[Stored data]
#![allow(dead_code)]

use msgkit::adapters::{DiscordService, InteractionRef};
use serde::Serialize;
use serde_json::Value;
use serenity::async_trait;
use serenity::builder::{
    CreateInteractionResponse, CreateMessage, EditInteractionResponse, EditMessage,
};
use serenity::model::id::{ChannelId, InteractionId, MessageId, UserId};
use std::sync::{Arc, Mutex};

/// Error message returned by a failing operation
pub const FAILURE: &str = "mock discord failure";

/// Operations the mock can be told to fail
#[derive(Debug, Clone, Copy, PartialEq, Eq)]
pub enum Operation {
    SendMessage,
    EditMessage,
    DeleteMessage,
    CreatePrivateChannel,
    CreateInteractionResponse,
    EditInteractionResponse,
    DeleteInteractionResponse,
}

/// A request received by the mock, with its payload serialized to JSON
#[derive(Debug, Clone, PartialEq)]
pub enum RecordedCall {
    SendMessage {
        channel_id: ChannelId,
        payload: Value,
    },
    EditMessage {
        channel_id: ChannelId,
        message_id: MessageId,
        payload: Value,
    },
    DeleteMessage {
        channel_id: ChannelId,
        message_id: MessageId,
    },
    CreatePrivateChannel {
        user_id: UserId,
    },
    CreateInteractionResponse {
        interaction_id: InteractionId,
        payload: Value,
    },
    EditInteractionResponse {
        interaction_id: InteractionId,
        payload: Value,
    },
    DeleteInteractionResponse {
        interaction_id: InteractionId,
    },
}

pub struct MockDiscordService {
    calls: Arc<Mutex<Vec<RecordedCall>>>,
    message_id: MessageId,
    private_channel_id: ChannelId,
    failing: Option<Operation>,
}

impl Default for MockDiscordService {
    fn default() -> Self {
        Self::new()
    }
}

impl MockDiscordService {
    pub fn new() -> Self {
        Self {
            calls: Arc::new(Mutex::new(Vec::new())),
            message_id: MessageId::new(42),
            private_channel_id: ChannelId::new(777),
            failing: None,
        }
    }

    /// ID returned for every sent message
    pub fn with_message_id(mut self, message_id: u64) -> Self {
        self.message_id = MessageId::new(message_id);
        self
    }

    /// Channel returned when opening a private channel
    pub fn with_private_channel_id(mut self, channel_id: u64) -> Self {
        self.private_channel_id = ChannelId::new(channel_id);
        self
    }

    /// Make one operation fail with `serenity::Error::Other(FAILURE)`
    pub fn failing(mut self, operation: Operation) -> Self {
        self.failing = Some(operation);
        self
    }

    pub fn get_calls(&self) -> Vec<RecordedCall> {
        self.calls.lock().unwrap().clone()
    }

    pub fn clear(&self) {
        self.calls.lock().unwrap().clear()
    }

    fn record(&self, operation: Operation, call: RecordedCall) -> Result<(), serenity::Error> {
        self.calls.lock().unwrap().push(call);
        if self.failing == Some(operation) {
            return Err(serenity::Error::Other(FAILURE));
        }
        Ok(())
    }
}

fn to_json<T: Serialize>(payload: &T) -> Value {
    serde_json::to_value(payload).expect("payload should serialize")
}

#[async_trait]
impl DiscordService for MockDiscordService {
    async fn send_message(
        &self,
        channel_id: ChannelId,
        message: CreateMessage,
    ) -> Result<MessageId, serenity::Error> {
        self.record(
            Operation::SendMessage,
            RecordedCall::SendMessage {
                channel_id,
                payload: to_json(&message),
            },
        )?;
        Ok(self.message_id)
    }

    async fn edit_message(
        &self,
        channel_id: ChannelId,
        message_id: MessageId,
        message: EditMessage,
    ) -> Result<(), serenity::Error> {
        self.record(
            Operation::EditMessage,
            RecordedCall::EditMessage {
                channel_id,
                message_id,
                payload: to_json(&message),
            },
        )
    }

    async fn delete_message(
        &self,
        channel_id: ChannelId,
        message_id: MessageId,
    ) -> Result<(), serenity::Error> {
        self.record(
            Operation::DeleteMessage,
            RecordedCall::DeleteMessage {
                channel_id,
                message_id,
            },
        )
    }

    async fn create_private_channel(&self, user_id: UserId) -> Result<ChannelId, serenity::Error> {
        self.record(
            Operation::CreatePrivateChannel,
            RecordedCall::CreatePrivateChannel { user_id },
        )?;
        Ok(self.private_channel_id)
    }

    async fn create_interaction_response(
        &self,
        interaction: &InteractionRef,
        response: CreateInteractionResponse,
    ) -> Result<(), serenity::Error> {
        self.record(
            Operation::CreateInteractionResponse,
            RecordedCall::CreateInteractionResponse {
                interaction_id: interaction.id,
                payload: to_json(&response),
            },
        )
    }

    async fn edit_interaction_response(
        &self,
        interaction: &InteractionRef,
        response: EditInteractionResponse,
    ) -> Result<(), serenity::Error> {
        self.record(
            Operation::EditInteractionResponse,
            RecordedCall::EditInteractionResponse {
                interaction_id: interaction.id,
                payload: to_json(&response),
            },
        )
    }

    async fn delete_interaction_response(
        &self,
        interaction: &InteractionRef,
    ) -> Result<(), serenity::Error> {
        self.record(
            Operation::DeleteInteractionResponse,
            RecordedCall::DeleteInteractionResponse {
                interaction_id: interaction.id,
            },
        )
    }
}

▸ The problem
Pull every line with the word "enum" from the data.

▸ Result for this exercise
pub enum Operation {
pub enum RecordedCall {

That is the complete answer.